No direct pledges of military intervention in Central African Republic after Brussels meeting

France’s appeal for more help with its military operation in the Central African Republic (CAR) and a common fund for future interventions received a lukewarm reception on Monday, with European Union foreign ministers offering words of support but few concrete pledges.

The French Foreign Minister, Laurent Fabius, had asked for more logistical support and troops from fellow EU members to assist the 1,600 French soldiers trying to maintain order after clashes between Christian and Muslim militias battling for control of the capital left hundreds dead.

France is also pushing for the establishment of a common European fund that could be dipped into when conflicts arise overseas. The problem is that France’s enthusiasm for launching military interventions – in particular in its former colonies – is not shared by all its European partners.

Splits in the bloc on defence came into sharp focus earlier this year when the EU failed to come up with a common stance on lifting the embargo on arms deliveries to Syrian rebels. Britain shared France’s interventionist stance, but was bruised by a Commons defeat on military action and has so far been reluctant to commit anything other than logistical support to French operations in CAR.

Many nations are also preoccupied with internal economic difficulties and are wary of the cost and risk of sending troops into conflict zones. After a meeting in Brussels yesterday, the EU foreign ministers released a statement expressing concern about the “alarming” situation in the CAR. “The international community needs to act to stop the crisis from deepening further and we very much welcome the French intervention,” the bloc’s foreign policy chief, Catherine Ashton, said.

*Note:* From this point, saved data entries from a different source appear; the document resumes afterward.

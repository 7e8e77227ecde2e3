//! In-memory drive used by the sync tests: a path-addressed tree behind
//! the same `DriveApi` seam the daemon runs against, with counters that
//! make concurrency and retry behavior observable.

use std::collections::HashMap;
use std::io;
use std::path::Path;
use std::sync::atomic::{AtomicU64, AtomicUsize, Ordering};
use std::sync::Mutex;
use std::time::Duration;

use async_trait::async_trait;
use icloud_core::{DriveApi, DriveChild, DriveError, DriveHandle, DriveKind, RootSummary};

use super::replica::parent_of;

const ROOT_ID: &str = "mock:root";

#[derive(Debug, Clone)]
struct MockEntry {
    path: String,
    kind: DriveKind,
    size: u64,
    mtime: i64,
}

#[derive(Default)]
struct MockState {
    entries: HashMap<String, MockEntry>,
    next_id: u64,
    listed: Vec<String>,
    uploads: Vec<(String, i64)>,
    fail_mutations: usize,
}

pub struct MockDrive {
    state: Mutex<MockState>,
    declared_override: Mutex<Option<u64>>,
    trash_count: AtomicU64,
    mutations_in_flight: AtomicUsize,
    max_concurrent_mutations: AtomicUsize,
}

impl MockDrive {
    pub fn new() -> Self {
        Self {
            state: Mutex::new(MockState::default()),
            declared_override: Mutex::new(None),
            trash_count: AtomicU64::new(0),
            mutations_in_flight: AtomicUsize::new(0),
            max_concurrent_mutations: AtomicUsize::new(0),
        }
    }

    pub fn add_folder(&self, path: &str) {
        let mut state = self.lock();
        ensure_parents(&mut state, path);
        insert_entry(&mut state, path, DriveKind::Folder, 0, 0);
    }

    pub fn add_file(&self, path: &str, size: u64, mtime: i64) {
        let mut state = self.lock();
        ensure_parents(&mut state, path);
        insert_entry(&mut state, path, DriveKind::File, size, mtime);
    }

    pub fn add_app_library(&self, path: &str) {
        let mut state = self.lock();
        insert_entry(&mut state, path, DriveKind::AppLibrary, 0, 0);
    }

    pub fn remove(&self, path: &str) {
        let mut state = self.lock();
        state
            .entries
            .retain(|_, e| e.path != path && !e.path.starts_with(&format!("{path}/")));
    }

    /// Rename an entry in place, keeping its identifier, the way the real
    /// service does for server-side renames.
    pub fn relocate(&self, from: &str, to: &str) {
        let mut state = self.lock();
        let prefix = format!("{from}/");
        for entry in state.entries.values_mut() {
            if entry.path == from {
                entry.path = to.to_string();
            } else if entry.path.starts_with(&prefix) {
                entry.path = format!("{to}{}", &entry.path[from.len()..]);
            }
        }
    }

    pub fn set_declared_file_count(&self, count: u64) {
        *self
            .declared_override
            .lock()
            .expect("mock lock poisoned") = Some(count);
    }

    pub fn set_trash_item_count(&self, count: u64) {
        self.trash_count.store(count, Ordering::SeqCst);
    }

    /// Fail the next `n` mutating calls with a transient timeout.
    pub fn fail_next_mutations(&self, n: usize) {
        self.lock().fail_mutations = n;
    }

    pub fn handle(&self, path: &str) -> DriveHandle {
        if path.is_empty() {
            return DriveHandle::new(ROOT_ID, None);
        }
        let state = self.lock();
        let (id, _) = state
            .entries
            .iter()
            .find(|(_, e)| e.path == path)
            .expect("mock entry exists");
        DriveHandle::new(id.clone(), None)
    }

    pub fn exists(&self, path: &str) -> bool {
        self.lock().entries.values().any(|e| e.path == path)
    }

    pub fn file_at(&self, path: &str) -> Option<(u64, i64)> {
        self.lock()
            .entries
            .values()
            .find(|e| e.path == path && e.kind == DriveKind::File)
            .map(|e| (e.size, e.mtime))
    }

    pub fn listed_folder(&self, path: &str) -> bool {
        self.lock().listed.iter().any(|p| p == path)
    }

    pub fn uploads(&self) -> Vec<(String, i64)> {
        self.lock().uploads.clone()
    }

    pub fn max_concurrent_mutations(&self) -> usize {
        self.max_concurrent_mutations.load(Ordering::SeqCst)
    }

    fn lock(&self) -> std::sync::MutexGuard<'_, MockState> {
        self.state.lock().expect("mock lock poisoned")
    }

    fn file_count(&self) -> u64 {
        self.lock()
            .entries
            .values()
            .filter(|e| e.kind == DriveKind::File)
            .count() as u64
    }

    fn path_of(&self, handle: &DriveHandle) -> Result<String, DriveError> {
        if handle.id == ROOT_ID {
            return Ok(String::new());
        }
        self.lock()
            .entries
            .get(&handle.id)
            .map(|e| e.path.clone())
            .ok_or_else(|| DriveError::Io(io::Error::from(io::ErrorKind::NotFound)))
    }

    async fn begin_mutation(&self) -> Result<MutationGuard<'_>, DriveError> {
        {
            let mut state = self.lock();
            if state.fail_mutations > 0 {
                state.fail_mutations -= 1;
                return Err(DriveError::Io(io::Error::from(io::ErrorKind::TimedOut)));
            }
        }
        let current = self.mutations_in_flight.fetch_add(1, Ordering::SeqCst) + 1;
        self.max_concurrent_mutations
            .fetch_max(current, Ordering::SeqCst);
        // Widen the overlap window so concurrent mutations would be seen.
        tokio::time::sleep(Duration::from_millis(5)).await;
        Ok(MutationGuard { drive: self })
    }
}

impl Default for MockDrive {
    fn default() -> Self {
        Self::new()
    }
}

struct MutationGuard<'a> {
    drive: &'a MockDrive,
}

impl Drop for MutationGuard<'_> {
    fn drop(&mut self) {
        self.drive
            .mutations_in_flight
            .fetch_sub(1, Ordering::SeqCst);
    }
}

fn ensure_parents(state: &mut MockState, path: &str) {
    let mut prefix = String::new();
    for part in path.split('/').collect::<Vec<_>>() {
        let current = if prefix.is_empty() {
            part.to_string()
        } else {
            format!("{prefix}/{part}")
        };
        if current != path && !state.entries.values().any(|e| e.path == current) {
            insert_entry(state, &current, DriveKind::Folder, 0, 0);
        }
        prefix = current;
    }
}

fn insert_entry(state: &mut MockState, path: &str, kind: DriveKind, size: u64, mtime: i64) {
    if let Some((id, _)) = state
        .entries
        .iter()
        .find(|(_, e)| e.path == path)
        .map(|(id, e)| (id.clone(), e.clone()))
    {
        let entry = state.entries.get_mut(&id).expect("entry exists");
        entry.kind = kind;
        entry.size = size;
        entry.mtime = mtime;
        return;
    }
    state.next_id += 1;
    let id = format!("mock:{}", state.next_id);
    state.entries.insert(
        id,
        MockEntry {
            path: path.to_string(),
            kind,
            size,
            mtime,
        },
    );
}

#[async_trait]
impl DriveApi for MockDrive {
    async fn list_root(&self) -> Result<RootSummary, DriveError> {
        let declared = self
            .declared_override
            .lock()
            .expect("mock lock poisoned")
            .unwrap_or_else(|| self.file_count());
        Ok(RootSummary {
            handle: DriveHandle::new(ROOT_ID, None),
            file_count: declared,
            trash_item_count: self.trash_count.load(Ordering::SeqCst),
        })
    }

    async fn list_folder(&self, handle: &DriveHandle) -> Result<Vec<DriveChild>, DriveError> {
        let folder_path = self.path_of(handle)?;
        let mut state = self.lock();
        state.listed.push(folder_path.clone());
        let mut children: Vec<DriveChild> = state
            .entries
            .iter()
            .filter(|(_, e)| match parent_of(&e.path) {
                Some(parent) => parent == folder_path,
                None => folder_path.is_empty(),
            })
            .map(|(id, e)| DriveChild {
                name: e.path.rsplit('/').next().unwrap_or(&e.path).to_string(),
                kind: e.kind,
                size: (e.kind == DriveKind::File).then_some(e.size),
                mtime: (e.kind == DriveKind::File).then_some(e.mtime),
                handle: DriveHandle::new(id.clone(), None),
                child_count: None,
            })
            .collect();
        children.sort_by(|a, b| a.name.cmp(&b.name));
        Ok(children)
    }

    async fn download(&self, handle: &DriveHandle, target: &Path) -> Result<(), DriveError> {
        let path = self.path_of(handle)?;
        let size = self
            .file_at(&path)
            .map(|(size, _)| size)
            .ok_or_else(|| DriveError::Io(io::Error::from(io::ErrorKind::NotFound)))?;
        if let Some(parent) = target.parent() {
            std::fs::create_dir_all(parent)?;
        }
        std::fs::write(target, vec![0u8; size as usize])?;
        Ok(())
    }

    async fn upload(
        &self,
        parent: &DriveHandle,
        name: &str,
        source: &Path,
        mtime: i64,
    ) -> Result<DriveHandle, DriveError> {
        let _guard = self.begin_mutation().await?;
        let parent_path = self.path_of(parent)?;
        let size = std::fs::metadata(source)?.len();
        let path = if parent_path.is_empty() {
            name.to_string()
        } else {
            format!("{parent_path}/{name}")
        };
        let mut state = self.lock();
        insert_entry(&mut state, &path, DriveKind::File, size, mtime);
        state.uploads.push((path.clone(), mtime));
        let (id, _) = state
            .entries
            .iter()
            .find(|(_, e)| e.path == path)
            .expect("uploaded entry exists");
        Ok(DriveHandle::new(id.clone(), None))
    }

    async fn create_folder(
        &self,
        parent: &DriveHandle,
        name: &str,
    ) -> Result<DriveHandle, DriveError> {
        let _guard = self.begin_mutation().await?;
        let parent_path = self.path_of(parent)?;
        let path = if parent_path.is_empty() {
            name.to_string()
        } else {
            format!("{parent_path}/{name}")
        };
        let mut state = self.lock();
        insert_entry(&mut state, &path, DriveKind::Folder, 0, 0);
        let (id, _) = state
            .entries
            .iter()
            .find(|(_, e)| e.path == path)
            .expect("created entry exists");
        Ok(DriveHandle::new(id.clone(), None))
    }

    async fn delete(&self, handle: &DriveHandle) -> Result<(), DriveError> {
        let _guard = self.begin_mutation().await?;
        let path = self.path_of(handle)?;
        let mut state = self.lock();
        let prefix = format!("{path}/");
        state
            .entries
            .retain(|_, e| e.path != path && !e.path.starts_with(&prefix));
        self.trash_count.fetch_add(1, Ordering::SeqCst);
        Ok(())
    }

    async fn move_node(
        &self,
        handle: &DriveHandle,
        new_parent: &DriveHandle,
        new_name: &str,
    ) -> Result<(), DriveError> {
        let _guard = self.begin_mutation().await?;
        let from = self.path_of(handle)?;
        let parent_path = self.path_of(new_parent)?;
        let to = if parent_path.is_empty() {
            new_name.to_string()
        } else {
            format!("{parent_path}/{new_name}")
        };
        let mut state = self.lock();
        let prefix = format!("{from}/");
        for entry in state.entries.values_mut() {
            if entry.path == from {
                entry.path = to.clone();
            } else if entry.path.starts_with(&prefix) {
                entry.path = format!("{to}{}", &entry.path[from.len()..]);
            }
        }
        Ok(())
    }
}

There were not, however, any direct pledges from individual countries willing to send troops to CAR, despite Mr Fabius indicating on Sunday that two unnamed nations were considering it. After the meeting, the French minister said he was still expecting more pledges of support – including, potentially, military support – in the coming “hours and days”.

President François Hollande’s suggestion that the EU create a bloc-wide pot of money for funding emergency military interventions was also met with caution. “It’s an interesting idea, but it’s just an idea at this stage,” Frans Timmermans, the Dutch Foreign Minister, said. “If there are plans we will carefully look into them.”

Ms Ashton said that the issue of the common European fund would be discussed in more detail when EU heads of state meet in Brussels at the end of the week. In the meantime, it was “for member states to make the decision about how they want to use their resources in support of some of the challenges that we face”, she added.

So far, Britain, Germany, Poland, Spain and Belgium have all committed logistical support for the French mission in CAR, which was launched with UN support earlier this month to try to restore order after Muslim rebels seized power in March, prompting retaliation by Christian militias.

British officials have stressed that their support remains limited to transport planes. That lack of enthusiasm for deeper involvement is reflected across the bloc. Paul Melly, an Associate Fellow at the Chatham House think-tank, said European nations supported France’s efforts to stem the violence in CAR, but domestic issues remained their priority.